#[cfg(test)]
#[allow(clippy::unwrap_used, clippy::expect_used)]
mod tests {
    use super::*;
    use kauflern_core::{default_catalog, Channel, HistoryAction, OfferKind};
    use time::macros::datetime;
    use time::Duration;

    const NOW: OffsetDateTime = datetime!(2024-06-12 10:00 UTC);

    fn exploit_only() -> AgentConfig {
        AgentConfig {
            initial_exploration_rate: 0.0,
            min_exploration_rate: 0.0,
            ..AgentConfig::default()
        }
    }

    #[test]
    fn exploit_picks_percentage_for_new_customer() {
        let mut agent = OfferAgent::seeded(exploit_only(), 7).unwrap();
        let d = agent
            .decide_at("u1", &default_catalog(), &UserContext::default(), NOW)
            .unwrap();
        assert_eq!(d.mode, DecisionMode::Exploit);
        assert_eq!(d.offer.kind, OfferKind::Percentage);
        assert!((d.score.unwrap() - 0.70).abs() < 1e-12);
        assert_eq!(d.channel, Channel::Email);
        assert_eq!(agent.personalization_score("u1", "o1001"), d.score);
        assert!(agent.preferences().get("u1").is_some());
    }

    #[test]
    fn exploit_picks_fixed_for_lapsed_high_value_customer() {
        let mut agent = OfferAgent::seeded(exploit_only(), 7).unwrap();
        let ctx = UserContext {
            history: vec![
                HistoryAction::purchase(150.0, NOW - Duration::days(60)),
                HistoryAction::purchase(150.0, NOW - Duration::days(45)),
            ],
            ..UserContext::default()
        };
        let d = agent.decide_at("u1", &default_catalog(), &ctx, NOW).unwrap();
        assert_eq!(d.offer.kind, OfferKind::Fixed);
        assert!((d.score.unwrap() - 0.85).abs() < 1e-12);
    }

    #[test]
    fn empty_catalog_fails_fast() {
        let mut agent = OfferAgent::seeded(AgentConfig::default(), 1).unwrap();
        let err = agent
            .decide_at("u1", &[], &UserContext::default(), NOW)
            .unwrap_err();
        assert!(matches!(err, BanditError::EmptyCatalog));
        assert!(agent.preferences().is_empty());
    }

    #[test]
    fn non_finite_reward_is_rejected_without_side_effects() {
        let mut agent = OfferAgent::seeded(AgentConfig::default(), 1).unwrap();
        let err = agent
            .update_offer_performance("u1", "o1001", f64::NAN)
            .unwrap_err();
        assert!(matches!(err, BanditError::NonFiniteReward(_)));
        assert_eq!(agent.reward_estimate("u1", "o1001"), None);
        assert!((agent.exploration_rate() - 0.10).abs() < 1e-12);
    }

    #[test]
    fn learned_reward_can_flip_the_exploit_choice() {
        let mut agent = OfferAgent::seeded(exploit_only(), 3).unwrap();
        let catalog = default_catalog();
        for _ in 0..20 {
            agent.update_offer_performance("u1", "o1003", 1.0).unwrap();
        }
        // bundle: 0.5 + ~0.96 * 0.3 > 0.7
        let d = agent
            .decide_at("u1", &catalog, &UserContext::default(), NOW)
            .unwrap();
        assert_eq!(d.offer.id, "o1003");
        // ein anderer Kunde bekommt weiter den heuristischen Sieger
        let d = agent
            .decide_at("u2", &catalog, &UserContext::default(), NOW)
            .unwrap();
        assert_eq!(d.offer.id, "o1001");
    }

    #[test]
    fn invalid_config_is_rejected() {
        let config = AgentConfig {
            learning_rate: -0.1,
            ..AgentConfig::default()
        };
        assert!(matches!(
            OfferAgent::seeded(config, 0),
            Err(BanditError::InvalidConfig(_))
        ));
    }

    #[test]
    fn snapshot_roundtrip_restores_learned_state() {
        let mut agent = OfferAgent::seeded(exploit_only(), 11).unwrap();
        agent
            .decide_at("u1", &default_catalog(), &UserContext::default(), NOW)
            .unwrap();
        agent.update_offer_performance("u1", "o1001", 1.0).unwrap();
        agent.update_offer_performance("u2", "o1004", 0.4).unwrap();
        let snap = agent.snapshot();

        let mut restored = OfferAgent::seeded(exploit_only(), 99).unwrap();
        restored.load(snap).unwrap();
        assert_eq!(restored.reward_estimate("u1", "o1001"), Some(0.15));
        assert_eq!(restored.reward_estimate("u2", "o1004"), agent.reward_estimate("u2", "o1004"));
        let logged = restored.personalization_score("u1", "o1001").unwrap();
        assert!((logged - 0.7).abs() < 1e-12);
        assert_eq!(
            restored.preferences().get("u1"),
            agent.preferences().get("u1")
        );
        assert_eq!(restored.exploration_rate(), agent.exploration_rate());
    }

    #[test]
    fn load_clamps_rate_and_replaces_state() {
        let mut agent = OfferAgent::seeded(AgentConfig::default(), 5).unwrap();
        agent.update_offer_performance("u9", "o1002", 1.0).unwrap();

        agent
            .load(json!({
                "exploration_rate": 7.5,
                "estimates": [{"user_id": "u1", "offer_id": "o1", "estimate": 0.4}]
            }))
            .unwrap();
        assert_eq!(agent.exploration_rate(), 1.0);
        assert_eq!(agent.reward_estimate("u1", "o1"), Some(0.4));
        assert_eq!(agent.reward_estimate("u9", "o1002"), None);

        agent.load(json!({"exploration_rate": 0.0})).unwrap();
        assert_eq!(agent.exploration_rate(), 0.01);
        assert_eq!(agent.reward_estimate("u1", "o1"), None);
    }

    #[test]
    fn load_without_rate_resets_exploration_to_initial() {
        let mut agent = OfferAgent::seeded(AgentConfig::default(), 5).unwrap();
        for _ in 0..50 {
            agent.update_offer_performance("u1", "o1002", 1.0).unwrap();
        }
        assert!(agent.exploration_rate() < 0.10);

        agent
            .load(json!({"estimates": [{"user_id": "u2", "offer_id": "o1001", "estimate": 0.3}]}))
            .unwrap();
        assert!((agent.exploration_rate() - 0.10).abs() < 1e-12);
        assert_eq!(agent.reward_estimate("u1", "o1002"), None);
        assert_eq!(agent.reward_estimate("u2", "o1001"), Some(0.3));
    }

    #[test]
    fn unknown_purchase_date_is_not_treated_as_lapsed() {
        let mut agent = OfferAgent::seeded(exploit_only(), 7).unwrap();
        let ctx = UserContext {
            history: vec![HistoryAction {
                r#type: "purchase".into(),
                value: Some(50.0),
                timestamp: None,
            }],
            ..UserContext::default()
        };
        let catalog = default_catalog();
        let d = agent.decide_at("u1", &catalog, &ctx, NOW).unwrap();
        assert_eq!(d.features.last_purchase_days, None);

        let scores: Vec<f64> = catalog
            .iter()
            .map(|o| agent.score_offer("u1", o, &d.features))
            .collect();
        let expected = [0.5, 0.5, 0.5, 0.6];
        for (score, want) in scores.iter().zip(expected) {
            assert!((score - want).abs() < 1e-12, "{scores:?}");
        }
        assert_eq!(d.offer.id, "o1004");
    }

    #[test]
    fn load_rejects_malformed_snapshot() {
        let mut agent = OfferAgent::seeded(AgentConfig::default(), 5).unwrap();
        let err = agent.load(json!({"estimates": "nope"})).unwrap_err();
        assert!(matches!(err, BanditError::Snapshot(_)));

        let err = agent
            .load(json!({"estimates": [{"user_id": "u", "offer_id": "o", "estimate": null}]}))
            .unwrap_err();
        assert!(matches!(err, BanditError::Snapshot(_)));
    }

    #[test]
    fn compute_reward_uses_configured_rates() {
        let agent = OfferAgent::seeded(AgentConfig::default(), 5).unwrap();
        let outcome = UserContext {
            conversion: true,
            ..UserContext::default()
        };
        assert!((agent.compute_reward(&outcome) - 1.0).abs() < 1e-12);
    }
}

---

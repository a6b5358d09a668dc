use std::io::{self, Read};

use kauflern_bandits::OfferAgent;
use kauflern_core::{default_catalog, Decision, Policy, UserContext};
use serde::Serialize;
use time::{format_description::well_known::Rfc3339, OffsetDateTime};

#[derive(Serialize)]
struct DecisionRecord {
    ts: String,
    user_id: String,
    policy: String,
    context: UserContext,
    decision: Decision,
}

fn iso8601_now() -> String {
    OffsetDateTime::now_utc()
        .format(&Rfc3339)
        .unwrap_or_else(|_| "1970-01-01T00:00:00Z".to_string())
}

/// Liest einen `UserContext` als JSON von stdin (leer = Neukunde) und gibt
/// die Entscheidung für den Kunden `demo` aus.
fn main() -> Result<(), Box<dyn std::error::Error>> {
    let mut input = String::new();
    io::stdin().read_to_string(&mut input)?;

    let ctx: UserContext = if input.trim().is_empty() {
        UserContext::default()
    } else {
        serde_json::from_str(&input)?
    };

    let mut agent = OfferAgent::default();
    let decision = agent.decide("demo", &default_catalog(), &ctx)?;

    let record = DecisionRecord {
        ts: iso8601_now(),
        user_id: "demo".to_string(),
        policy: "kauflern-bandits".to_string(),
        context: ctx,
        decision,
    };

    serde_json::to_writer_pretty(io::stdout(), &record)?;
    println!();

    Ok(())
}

* _Try it_
Filter the data down to the lines that contain the string "logged", and copy them.

* _Expected answer_
        let logged = restored.personalization_score("u1", "o1001").unwrap();
        assert!((logged - 0.7).abs() < 1e-12);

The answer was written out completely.